Ye Mengqiu, Osman Osama A, Ishak Sherif, Hashemi Bita
Department of Civil and Environmental Engineering, Louisiana State University, Patrick F. Taylor Hall, Baton Rouge, LA 70803, United States.
Department of Civil and Environmental Engineering, Louisiana State University, Patrick F. Taylor Hall, Baton Rouge, LA 70803, United States.
Accid Anal Prev. 2017 Sep;106:385-391. doi: 10.1016/j.aap.2017.07.010. Epub 2017 Jul 15.

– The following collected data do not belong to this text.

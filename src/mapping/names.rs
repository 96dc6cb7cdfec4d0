//! Node key derivation.
//!
//! The default rule slices the qualified identifier between the fragment
//! marker and the closing bracket. Identifiers without a fragment keep their
//! whole bracketed form as key, so two distinct classes only collide when
//! their qualified identifiers are identical, while slash-style IRIs produce
//! long keys. [`LocalNameResolver`] is the well-defined alternative.

use serde::{Deserialize, Serialize};

const FRAGMENT_MARKER: char = '#';
const CLOSING_DELIMITER: char = '>';

/// Derives the deduplication key of a node from a qualified identifier.
pub trait NameResolver: Send + Sync {
    fn key_for(&self, qualified: &str) -> String;
}

/// Key strategies selectable from configuration.
#[derive(Debug, Clone, Copy, Default, PartialEq, Eq, Serialize, Deserialize)]
#[serde(rename_all = "snake_case")]
pub enum KeyStrategy {
    #[default]
    Fragment,
    LocalName,
}

impl KeyStrategy {
    #[must_use]
    pub fn resolver(self) -> Box<dyn NameResolver> {
        match self {
            Self::Fragment => Box::new(FragmentKeyResolver),
            Self::LocalName => Box::new(LocalNameResolver),
        }
    }
}

/// Substring between the first `#` and the next `>`, else the identifier verbatim.
#[derive(Debug, Clone, Copy, Default)]
pub struct FragmentKeyResolver;

impl NameResolver for FragmentKeyResolver {
    fn key_for(&self, qualified: &str) -> String {
        let Some(marker) = qualified.find(FRAGMENT_MARKER) else {
            return qualified.to_owned();
        };
        let fragment = &qualified[marker + FRAGMENT_MARKER.len_utf8()..];
        match fragment.find(CLOSING_DELIMITER) {
            Some(end) => fragment[..end].to_owned(),
            None => fragment.to_owned(),
        }
    }
}

/// Fragment if present, otherwise the last path segment, brackets stripped.
#[derive(Debug, Clone, Copy, Default)]
pub struct LocalNameResolver;

impl NameResolver for LocalNameResolver {
    fn key_for(&self, qualified: &str) -> String {
        let iri = qualified
            .strip_prefix('<')
            .and_then(|rest| rest.strip_suffix(CLOSING_DELIMITER))
            .unwrap_or(qualified);
        if let Some((_, fragment)) = iri.split_once(FRAGMENT_MARKER) {
            if !fragment.is_empty() {
                return fragment.to_owned();
            }
        }
        iri.trim_end_matches(['/', '#'])
            .rsplit(['/', ':'])
            .find(|segment| !segment.is_empty())
            .unwrap_or(iri)
            .to_owned()
    }
}
use serde::{Deserialize, Serialize};
use tracing::trace;

use super::{names::NameResolver, registry::NodeRegistry, MappingError};
use crate::{
    graph::domain::{GraphTransaction, NodeId, RelationshipKind},
    ontology::{
        repositories::{EquivalenceGroup, OntologySource, ReasoningOracle},
        value_objects::Iri,
        vocab,
    },
};

/// Which member of an equivalence group becomes the `partOf` target.
#[derive(Debug, Clone, Copy, Default, PartialEq, Eq, Serialize, Deserialize)]
#[serde(rename_all = "snake_case")]
pub enum RepresentativePolicy {
    /// Whatever the reasoner reports first.
    #[default]
    Oracle,
    /// The smallest IRI of the group, stable across reasoners.
    Canonical,
}

impl RepresentativePolicy {
    #[must_use]
    pub fn pick(self, group: &EquivalenceGroup) -> &Iri {
        match self {
            Self::Oracle => group.representative(),
            Self::Canonical => group.canonical(),
        }
    }
}

/// Relationship counts written for one class.
#[derive(Debug, Clone, Copy, Default, PartialEq, Eq)]
pub struct HierarchyLinks {
    pub is_a: usize,
    pub part_of: usize,
}

/// Writes the hierarchy edges of a class from its direct inferred superclasses.
pub struct HierarchyResolver<'a> {
    source: &'a dyn OntologySource,
    oracle: &'a dyn ReasoningOracle,
    names: &'a dyn NameResolver,
    policy: RepresentativePolicy,
}

impl<'a> HierarchyResolver<'a> {
    #[must_use]
    pub fn new(
        source: &'a dyn OntologySource,
        oracle: &'a dyn ReasoningOracle,
        names: &'a dyn NameResolver,
    ) -> Self {
        Self {
            source,
            oracle,
            names,
            policy: RepresentativePolicy::default(),
        }
    }

    #[must_use]
    pub fn with_policy(mut self, policy: RepresentativePolicy) -> Self {
        self.policy = policy;
        self
    }

    /// Links `node` to `root` with `isA` when the class has no direct
    /// superclass other than `owl:Thing`. Otherwise links it with `partOf`
    /// to one node per superclass group, creating target nodes on demand.
    pub async fn link<T: GraphTransaction>(
        &self,
        registry: &mut NodeRegistry<T>,
        class: &Iri,
        node: NodeId,
        root: NodeId,
    ) -> Result<HierarchyLinks, MappingError> {
        let groups: Vec<EquivalenceGroup> = self
            .oracle
            .direct_superclasses(class)?
            .into_iter()
            .filter(|group| {
                !group
                    .members()
                    .iter()
                    .any(|member| member.as_str() == vocab::OWL_THING)
            })
            .collect();

        let mut links = HierarchyLinks::default();
        if groups.is_empty() {
            registry
                .transaction()
                .create_relationship(node, root, RelationshipKind::IsA)
                .await?;
            links.is_a += 1;
            trace!(class = %class, "linked_to_root");
            return Ok(links);
        }

        for group in &groups {
            let parent = self.policy.pick(group);
            let key = self
                .names
                .key_for(&self.source.qualified_identifier(parent));
            let target = registry.get_or_create(&key).await?;
            registry
                .transaction()
                .create_relationship(node, target, RelationshipKind::PartOf)
                .await?;
            links.part_of += 1;
            trace!(class = %class, parent = %parent, key = %key, "linked_to_parent");
        }
        Ok(links)
    }
}

#[cfg(test)]
mod tests {
    use super::{HierarchyResolver, RepresentativePolicy};
    use crate::{
        graph::{
            domain::{GraphStore, GraphTransaction, RelationshipKind, ROOT_KEY},
            memory::InMemoryGraphStore,
        },
        mapping::{names::FragmentKeyResolver, registry::NodeRegistry},
        ontology::{
            entities::Ontology,
            reasoner::StructuralReasoner,
            repositories::{EquivalenceGroup, ReasonerError, ReasoningOracle},
            value_objects::Iri,
        },
    };

    fn iri(text: &str) -> Iri {
        Iri::new(text).expect("valid iri")
    }

    fn subject(name: &str) -> Iri {
        iri(&format!("http://www.fairsharing.org/ontology/subject#{name}"))
    }

    struct FixedOracle(Vec<EquivalenceGroup>);

    impl ReasoningOracle for FixedOracle {
        fn is_consistent(&self) -> Result<bool, ReasonerError> {
            Ok(true)
        }

        fn direct_superclasses(&self, _: &Iri) -> Result<Vec<EquivalenceGroup>, ReasonerError> {
            Ok(self.0.clone())
        }
    }

    #[tokio::test]
    async fn top_level_class_is_a_root() {
        let mut ontology = Ontology::new();
        ontology.declare_class(subject("Biology"));
        let reasoner = StructuralReasoner::new(&ontology);
        let resolver = HierarchyResolver::new(&ontology, &reasoner, &FragmentKeyResolver);

        let store = InMemoryGraphStore::new();
        let mut registry = NodeRegistry::new(store.begin().await.expect("begin"));
        let root = registry.get_or_create(ROOT_KEY).await.expect("root");
        let node = registry.get_or_create("Biology").await.expect("node");

        let links = resolver
            .link(&mut registry, &subject("Biology"), node, root)
            .await
            .expect("link");
        assert_eq!((links.is_a, links.part_of), (1, 0));
        registry.into_transaction().commit().await.expect("commit");

        let snapshot = store.snapshot().await.expect("snapshot");
        let edges: Vec<_> = snapshot.outgoing(node).collect();
        assert_eq!(edges.len(), 1);
        assert_eq!(edges[0].to, root);
        assert_eq!(edges[0].kind, RelationshipKind::IsA);
    }

    #[tokio::test]
    async fn each_parent_gets_one_part_of_edge() {
        let mut ontology = Ontology::new();
        ontology.declare_class(subject("Genetics")).add_parent(subject("Biology"));
        ontology
            .declare_class(subject("Genetics"))
            .add_parent(subject("Medicine"));
        ontology.declare_class(subject("Biology"));
        ontology.declare_class(subject("Medicine"));
        let reasoner = StructuralReasoner::new(&ontology);
        let resolver = HierarchyResolver::new(&ontology, &reasoner, &FragmentKeyResolver);

        let store = InMemoryGraphStore::new();
        let mut registry = NodeRegistry::new(store.begin().await.expect("begin"));
        let root = registry.get_or_create(ROOT_KEY).await.expect("root");
        let node = registry.get_or_create("Genetics").await.expect("node");
        let links = resolver
            .link(&mut registry, &subject("Genetics"), node, root)
            .await
            .expect("link");
        assert_eq!((links.is_a, links.part_of), (0, 2));
        assert_eq!(registry.created(), 4);
        registry.into_transaction().commit().await.expect("commit");

        let snapshot = store.snapshot().await.expect("snapshot");
        let mut targets: Vec<_> = snapshot
            .outgoing(node)
            .map(|edge| {
                assert_eq!(edge.kind, RelationshipKind::PartOf);
                snapshot
                    .nodes
                    .iter()
                    .find(|candidate| candidate.id == edge.to)
                    .map(|candidate| candidate.key.clone())
                    .expect("target node")
            })
            .collect();
        targets.sort();
        assert_eq!(targets, vec!["Biology", "Medicine"]);
    }

    #[tokio::test]
    async fn representative_policy_selects_target() {
        let group = EquivalenceGroup::new(subject("LifeScience"), [subject("Biology")]);
        let oracle = FixedOracle(vec![group]);
        let ontology = Ontology::new();

        for (policy, expected) in [
            (RepresentativePolicy::Oracle, "LifeScience"),
            (RepresentativePolicy::Canonical, "Biology"),
        ] {
            let resolver = HierarchyResolver::new(&ontology, &oracle, &FragmentKeyResolver)
                .with_policy(policy);
            let store = InMemoryGraphStore::new();
            let mut registry = NodeRegistry::new(store.begin().await.expect("begin"));
            let root = registry.get_or_create(ROOT_KEY).await.expect("root");
            let node = registry.get_or_create("Genetics").await.expect("node");
            resolver
                .link(&mut registry, &subject("Genetics"), node, root)
                .await
                .expect("link");
            registry.into_transaction().commit().await.expect("commit");

            let snapshot = store.snapshot().await.expect("snapshot");
            assert!(snapshot.node_by_key(expected).is_some(), "{policy:?}");
            assert_eq!(snapshot.nodes.len(), 3);
        }
    }

    #[tokio::test]
    async fn thing_reported_as_parent_links_to_root() {
        let oracle = FixedOracle(vec![EquivalenceGroup::single(iri(
            "http://www.w3.org/2002/07/owl#Thing",
        ))]);
        let ontology = Ontology::new();
        let resolver = HierarchyResolver::new(&ontology, &oracle, &FragmentKeyResolver);
        let store = InMemoryGraphStore::new();
        let mut registry = NodeRegistry::new(store.begin().await.expect("begin"));
        let root = registry.get_or_create(ROOT_KEY).await.expect("root");
        let node = registry.get_or_create("Biology").await.expect("node");

        let links = resolver
            .link(&mut registry, &subject("Biology"), node, root)
            .await
            .expect("link");
        assert_eq!((links.is_a, links.part_of), (1, 0));
        assert_eq!(registry.created(), 2);
    }

    #[tokio::test]
    async fn group_equivalent_to_thing_links_to_root() {
        let group = EquivalenceGroup::new(
            subject("Anything"),
            [iri("http://www.w3.org/2002/07/owl#Thing")],
        );
        let oracle = FixedOracle(vec![group]);
        let ontology = Ontology::new();
        let resolver = HierarchyResolver::new(&ontology, &oracle, &FragmentKeyResolver);
        let store = InMemoryGraphStore::new();
        let mut registry = NodeRegistry::new(store.begin().await.expect("begin"));
        let root = registry.get_or_create(ROOT_KEY).await.expect("root");
        let node = registry.get_or_create("Biology").await.expect("node");

        let links = resolver
            .link(&mut registry, &subject("Biology"), node, root)
            .await
            .expect("link");
        assert_eq!((links.is_a, links.part_of), (1, 0));
        registry.into_transaction().commit().await.expect("commit");

        let snapshot = store.snapshot().await.expect("snapshot");
        assert!(snapshot.node_by_key("Anything").is_none());
        let edges: Vec<_> = snapshot.outgoing(node).collect();
        assert_eq!(edges.len(), 1);
        assert_eq!(edges[0].to, root);
        assert_eq!(edges[0].kind, RelationshipKind::IsA);
    }
}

Distracted driving has long been acknowledged as one of the leading causes of death or injury in roadway crashes. The focus of past research has been mainly on the impact of different causes of distraction on driving behavior. However, only a few studies attempted to address how some driving behavior attributes could be linked to the cause of distraction. In essence, this study takes advantage of the rich SHRP 2 Naturalistic Driving Study (NDS) database to develop a model for detecting the likelihood of a driver's involvement in secondary tasks from distinctive attributes of driving behavior. Five performance attributes, namely speed, longitudinal acceleration, lateral acceleration, yaw rate, and throttle position were used to describe the driving behavior. A model was developed for each of three selected secondary tasks: calling, texting, and passenger interaction. The models were developed using a supervised feed-forward Artificial Neural Network (ANN) architecture to account for the effect of inherent nonlinearity in the relationships between driving behavior and secondary tasks. The results show that the developed ANN models were able to detect the drivers' involvement in calling, texting, and passenger interaction with an overall accuracy of 99.5%, 98.1%, and 99.8%, respectively. These results show that the selected driving performance attributes were effective in detecting the associated secondary tasks with driving behavior. The results are very promising and the developed models could potentially be applied in crash investigations to resolve legal disputes in traffic accidents.
长期以来,分心驾驶一直被认为是道路交通事故中导致死亡或受伤的主要原因之一。过去的研究重点主要在于不同分心原因对驾驶行为的影响。然而,只有少数研究试图探讨某些驾驶行为属性如何与分心原因相关联。本质上,本研究利用丰富的SHRP 2自然istic驾驶研究(NDS)数据库,开发了一个模型,用于根据驾驶行为的独特属性检测驾驶员参与次要任务的可能性。使用速度、纵向加速度、横向加速度、横摆率和油门位置这五个性能属性来描述驾驶行为。针对三个选定的次要任务(打电话、发短信和与乘客互动)分别开发了一个模型。这些模型是使用有监督的前馈人工神经网络(ANN)架构开发的,以考虑驾驶行为与次要任务之间关系中固有的非线性影响。结果表明,所开发的人工神经网络模型能够分别以99.5%、98.1%和99.8%的总体准确率检测驾驶员参与打电话、发短信和与乘客互动的情况。这些结果表明,所选的驾驶性能属性在检测与驾驶行为相关的次要任务方面是有效的。结果非常有前景,所开发的模型有可能应用于事故调查,以解决交通事故中的法律纠纷。